→ Required work
Copy out the lines of the records below, and only those lines, from the one with "pub fn value_text(&self)" through the one with "pub fn len(&self)", exactly as they appear.

→ Extracted data
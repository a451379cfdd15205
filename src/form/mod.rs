//! Typed input slots built from an interface schema.

use crate::{Error, Result, host::VolumeRef, schema::FieldSpec};

#[derive(Debug, Clone, PartialEq)]
pub struct VolumeSlot {
    pub destination: String,
    /// Host-owned volume currently picked for this slot.
    pub volume: Option<VolumeRef>,
}

#[derive(Debug, Clone, PartialEq)]
pub struct RangeSlot {
    pub destination: String,
    pub minimum: f64,
    pub maximum: f64,
    value: f64,
}

impl RangeSlot {
    pub fn new(destination: impl Into<String>, minimum: f64, maximum: f64) -> Self {
        Self {
            destination: destination.into(),
            minimum,
            maximum,
            value: minimum + (maximum - minimum) / 2.0,
        }
    }

    pub fn value(&self) -> f64 {
        self.value
    }

    /// Sets the value, clamped into `[minimum, maximum]`.
    pub fn set_value(&mut self, value: f64) {
        self.value = value.max(self.minimum).min(self.maximum);
    }

    pub fn value_text(&self) -> String {
        format_decimal(self.value)
    }
}

#[derive(Debug, Clone, PartialEq)]
pub enum FormSlot {
    Volume(VolumeSlot),
    Range(RangeSlot),
}

impl FormSlot {
    pub fn destination(&self) -> &str {
        match self {
            Self::Volume(slot) => &slot.destination,
            Self::Range(slot) => &slot.destination,
        }
    }
}

impl From<&FieldSpec> for FormSlot {
    fn from(field: &FieldSpec) -> Self {
        match field {
            FieldSpec::Volume { destination } => Self::Volume(VolumeSlot {
                destination: destination.clone(),
                volume: None,
            }),
            FieldSpec::Slider {
                destination,
                minimum,
                maximum,
            } => Self::Range(RangeSlot::new(destination.clone(), *minimum, *maximum)),
        }
    }
}

/// The live form for the selected service, in schema order.
#[derive(Debug, Clone, Default, PartialEq)]
pub struct Form {
    slots: Vec<FormSlot>,
}

/// Maps each field to one slot, keeping schema order.
pub fn build_form(schema: &[FieldSpec]) -> Form {
    Form {
        slots: schema.iter().map(FormSlot::from).collect(),
    }
}

impl Form {
    pub fn slots(&self) -> &[FormSlot] {
        &self.slots
    }

    pub fn len(&self) -> usize {
        self.slots.len()
    }

    pub fn is_empty(&self) -> bool {
        self.slots.is_empty()
    }

    pub fn slot(&self, destination: &str) -> Option<&FormSlot> {
        self.slots.iter().find(|slot| slot.destination() == destination)
    }

    fn slot_mut(&mut self, destination: &str) -> Result<&mut FormSlot> {
        self.slots
            .iter_mut()
            .find(|slot| slot.destination() == destination)
            .ok_or_else(|| Error::schema(format!("no form field named '{}'", destination)))
    }

    pub fn bind_volume(&mut self, destination: &str, volume: VolumeRef) -> Result<()> {
        match self.slot_mut(destination)? {
            FormSlot::Volume(slot) => {
                slot.volume = Some(volume);
                Ok(())
            }
            FormSlot::Range(_) => Err(Error::schema(format!(
                "field '{}' is a slider, not a volume",
                destination
            ))),
        }
    }

    pub fn set_value(&mut self, destination: &str, value: f64) -> Result<()> {
        match self.slot_mut(destination)? {
            FormSlot::Range(slot) => {
                slot.set_value(value);
                Ok(())
            }
            FormSlot::Volume(_) => Err(Error::schema(format!(
                "field '{}' is a volume, not a slider",
                destination
            ))),
        }
    }
}

/// `5.0` for integral values, otherwise the shortest form that parses back
/// to the same number.
pub fn format_decimal(value: f64) -> String {
    if value.is_finite() && value.fract() == 0.0 {
        format!("{:.1}", value)
    } else {
        format!("{}", value)
    }
}
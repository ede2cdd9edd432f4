use super::user_models::User;
use crate::error::Result;
use sqlx::PgPool;

#[derive(Clone)]
pub struct UserRepository {
    pool: PgPool,
}

impl UserRepository {
    pub fn new(pool: PgPool) -> Self {
        Self { pool }
    }

    pub async fn find_by_id(&self, id: i64) -> Result<Option<User>> {
        let user = sqlx::query_as::<_, User>("SELECT * FROM users WHERE id = $1")
            .bind(id)
            .fetch_optional(&self.pool)
            .await?;
        Ok(user)
    }

    pub async fn find_by_email(&self, email: &str) -> Result<Option<User>> {
        let user = sqlx::query_as::<_, User>("SELECT * FROM users WHERE email = $1")
            .bind(email)
            .fetch_optional(&self.pool)
            .await?;
        Ok(user)
    }

    pub async fn find_provider_by_id(&self, id: i64) -> Result<Option<User>> {
        let user =
            sqlx::query_as::<_, User>("SELECT * FROM users WHERE id = $1 AND provider = TRUE")
                .bind(id)
                .fetch_optional(&self.pool)
                .await?;
        Ok(user)
    }
}
use super::notification_models::Notification;
use crate::error::Result;
use sqlx::PgPool;

#[derive(Clone)]
pub struct NotificationRepository {
    pool: PgPool,
}

impl NotificationRepository {
    pub fn new(pool: PgPool) -> Self {
        Self { pool }
    }

    pub async fn create(&self, user_id: i64, content: &str) -> Result<Notification> {
        let notification = sqlx::query_as::<_, Notification>(
            "INSERT INTO notifications (user_id, content)
             VALUES ($1, $2)
             RETURNING *",
        )
        .bind(user_id)
        .bind(content)
        .fetch_one(&self.pool)
        .await?;

        Ok(notification)
    }
}
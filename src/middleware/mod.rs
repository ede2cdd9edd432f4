pub mod auth;

pub use auth::auth_middleware;
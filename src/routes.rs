use crate::{
    appointment::appointment_dto::{AppointmentSummary, AvatarResponse, CreateAppointmentRequest, ProviderSummary},
    appointment::appointment_handlers,
    appointment::appointment_models::Appointment,
    auth::auth_dto::{SessionRequest, SessionResponse},
    auth::auth_handlers,
    middleware::auth_middleware,
    state::AppState,
    user::user_models::UserResponse,
};
use axum::{
    middleware,
    routing::{delete, get, post},
    Router,
};
use tower_http::{
    cors::{Any, CorsLayer},
    trace::TraceLayer,
};
use utoipa::OpenApi;
use utoipa_swagger_ui::SwaggerUi;

#[derive(OpenApi)]
#[openapi(
    paths(
        auth_handlers::create_session,
        appointment_handlers::list_appointments,
        appointment_handlers::create_appointment,
        appointment_handlers::cancel_appointment,
    ),
    components(
        schemas(
            SessionRequest,
            SessionResponse,
            CreateAppointmentRequest,
            Appointment,
            AppointmentSummary,
            ProviderSummary,
            AvatarResponse,
            UserResponse,
        )
    ),
    tags(
        (name = "sessions", description = "Session endpoints"),
        (name = "appointments", description = "Appointment booking endpoints")
    ),
    modifiers(&SecurityAddon)
)]
struct ApiDoc;

struct SecurityAddon;

impl utoipa::Modify for SecurityAddon {
    fn modify(&self, openapi: &mut utoipa::openapi::OpenApi) {
        if let Some(components) = openapi.components.as_mut() {
            components.add_security_scheme(
                "bearer_auth",
                utoipa::openapi::security::SecurityScheme::Http(
                    utoipa::openapi::security::Http::new(
                        utoipa::openapi::security::HttpAuthScheme::Bearer,
                    ),
                ),
            )
        }
    }
}

pub fn create_router(state: AppState) -> Router {
    let cors = CorsLayer::new()
        .allow_origin(Any)
        .allow_methods(Any)
        .allow_headers(Any);

    // Public routes (no auth required)
    let session_routes = Router::new().route("/", post(auth_handlers::create_session));

    // Protected routes (auth required)
    let appointment_routes = Router::new()
        .route(
            "/",
            get(appointment_handlers::list_appointments)
                .post(appointment_handlers::create_appointment),
        )
        .route("/:id", delete(appointment_handlers::cancel_appointment))
        .route_layer(middleware::from_fn_with_state(
            state.clone(),
            auth_middleware,
        ));

    let api_routes = Router::new()
        .nest("/sessions", session_routes)
        .nest("/appointments", appointment_routes);

    Router::new()
        .merge(SwaggerUi::new("/swagger-ui").url("/api-docs/openapi.json", ApiDoc::openapi()))
        .nest("/api", api_routes)
        .layer(TraceLayer::new_for_http())
        .layer(cors)
        .with_state(state)
}

#[cfg(test)]
mod tests {
    use super::*;
    use crate::appointment::appointment_repository::AppointmentRepository;
    use crate::appointment::appointment_service::AppointmentService;
    use crate::auth::auth_service::AuthService;
    use crate::auth::create_jwt;
    use crate::locale::Locale;
    use crate::notification::notification_repository::NotificationRepository;
    use crate::state::Config;
    use crate::user::user_repository::UserRepository;
    use axum::body::Body;
    use axum::http::{header, Request, StatusCode};
    use std::sync::Arc;
    use tower::ServiceExt;

    const TEST_SECRET: &str = "test-secret";

    // Lazy pool: never connects, which is fine for requests rejected
    // before any query runs.
    fn test_state() -> AppState {
        let pool = sqlx::postgres::PgPoolOptions::new()
            .connect_lazy("postgres://postgres@localhost/booking_test")
            .unwrap();
        let config = Arc::new(Config {
            jwt_secret: TEST_SECRET.to_string(),
            jwt_expiration_hours: 1,
            app_url: "http://localhost:3000".to_string(),
            locale: Locale::EnUs,
        });
        let users = UserRepository::new(pool.clone());
        let appointments = AppointmentRepository::new(pool.clone());
        let notifications = NotificationRepository::new(pool);
        AppState {
            config: config.clone(),
            appointment_service: AppointmentService::new(
                appointments,
                users.clone(),
                notifications,
                config.clone(),
            ),
            auth_service: AuthService::new(users, config),
        }
    }

    async fn body_json(resp: axum::response::Response) -> serde_json::Value {
        let bytes = axum::body::to_bytes(resp.into_body(), usize::MAX)
            .await
            .unwrap();
        serde_json::from_slice(&bytes).unwrap()
    }

    #[tokio::test]
    async fn malformed_page_query_gets_json_validation_error() {
        let app = create_router(test_state());
        let token = create_jwt(1, TEST_SECRET, 1).unwrap();

        let resp = app
            .oneshot(
                Request::builder()
                    .uri("/api/appointments?page=abc")
                    .header(header::AUTHORIZATION, format!("Bearer {}", token))
                    .body(Body::empty())
                    .unwrap(),
            )
            .await
            .unwrap();

        assert_eq!(resp.status(), StatusCode::BAD_REQUEST);
        assert_eq!(body_json(resp).await["error"], "Validation fails");
    }

    #[tokio::test]
    async fn malformed_create_body_gets_json_validation_error() {
        let app = create_router(test_state());
        let token = create_jwt(1, TEST_SECRET, 1).unwrap();

        let resp = app
            .oneshot(
                Request::builder()
                    .method("POST")
                    .uri("/api/appointments")
                    .header(header::AUTHORIZATION, format!("Bearer {}", token))
                    .header(header::CONTENT_TYPE, "application/json")
                    .body(Body::from("{\"provider_id\":"))
                    .unwrap(),
            )
            .await
            .unwrap();

        assert_eq!(resp.status(), StatusCode::BAD_REQUEST);
        assert_eq!(body_json(resp).await["error"], "Validation fails");
    }

    #[tokio::test]
    async fn missing_token_gets_json_unauthorized() {
        let app = create_router(test_state());

        let resp = app
            .oneshot(
                Request::builder()
                    .uri("/api/appointments")
                    .body(Body::empty())
                    .unwrap(),
            )
            .await
            .unwrap();

        assert_eq!(resp.status(), StatusCode::UNAUTHORIZED);
        assert_eq!(body_json(resp).await["error"], "Invalid credentials");
    }
}
mod appointment;
mod auth;
mod db;
mod error;
mod locale;
mod middleware;
mod notification;
mod routes;
mod state;
mod user;

use db::{create_pool, run_migrations};
use routes::create_router;
use state::{AppState, Config};
use std::sync::Arc;
use tracing_subscriber::{layer::SubscriberExt, util::SubscriberInitExt};

#[tokio::main]
async fn main() -> anyhow::Result<()> {
    // Load environment variables
    dotenv::dotenv().ok();

    // Initialize tracing
    tracing_subscriber::registry()
        .with(
            tracing_subscriber::EnvFilter::try_from_default_env()
                .unwrap_or_else(|_| "info,booking_api=debug".into()),
        )
        .with(tracing_subscriber::fmt::layer())
        .init();

    // Load configuration
    let config = Arc::new(Config::from_env());

    let database_url = std::env::var("DATABASE_URL").expect("DATABASE_URL must be set");

    tracing::info!("Connecting to database...");
    let db = create_pool(&database_url).await?;

    tracing::info!("Running migrations...");
    run_migrations(&db).await?;

    // Create repositories
    let user_repository = user::user_repository::UserRepository::new(db.clone());
    let appointment_repository =
        appointment::appointment_repository::AppointmentRepository::new(db.clone());
    let notification_repository =
        notification::notification_repository::NotificationRepository::new(db.clone());

    // Create services
    let appointment_service = appointment::appointment_service::AppointmentService::new(
        appointment_repository,
        user_repository.clone(),
        notification_repository,
        config.clone(),
    );
    let auth_service = auth::auth_service::AuthService::new(user_repository, config.clone());

    // Create application state
    let state = AppState {
        config: config.clone(),
        appointment_service,
        auth_service,
    };

    // Create router
    let app = create_router(state);

    // Start server
    let host = std::env::var("HOST").unwrap_or_else(|_| "127.0.0.1".to_string());
    let port = std::env::var("PORT").unwrap_or_else(|_| "3000".to_string());
    let addr = format!("{}:{}", host, port);

    tracing::info!("Server starting on http://{}", addr);
    tracing::info!("Swagger UI available at http://{}/swagger-ui", addr);

    let listener = tokio::net::TcpListener::bind(&addr).await?;
    axum::serve(listener, app).await?;

    Ok(())
}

→ Output below
    pub fn value_text(&self) -> String {
        format_decimal(self.value)
    }
}

#[derive(Debug, Clone, PartialEq)]
pub enum FormSlot {
    Volume(VolumeSlot),
    Range(RangeSlot),
}

impl FormSlot {
    pub fn destination(&self) -> &str {
        match self {
            Self::Volume(slot) => &slot.destination,
            Self::Range(slot) => &slot.destination,
        }
    }
}

impl From<&FieldSpec> for FormSlot {
    fn from(field: &FieldSpec) -> Self {
        match field {
            FieldSpec::Volume { destination } => Self::Volume(VolumeSlot {
                destination: destination.clone(),
                volume: None,
            }),
            FieldSpec::Slider {
                destination,
                minimum,
                maximum,
            } => Self::Range(RangeSlot::new(destination.clone(), *minimum, *maximum)),
        }
    }
}

/// The live form for the selected service, in schema order.
#[derive(Debug, Clone, Default, PartialEq)]
pub struct Form {
    slots: Vec<FormSlot>,
}

/// Maps each field to one slot, keeping schema order.
pub fn build_form(schema: &[FieldSpec]) -> Form {
    Form {
        slots: schema.iter().map(FormSlot::from).collect(),
    }
}

impl Form {
    pub fn slots(&self) -> &[FormSlot] {
        &self.slots
    }

    pub fn len(&self) -> usize {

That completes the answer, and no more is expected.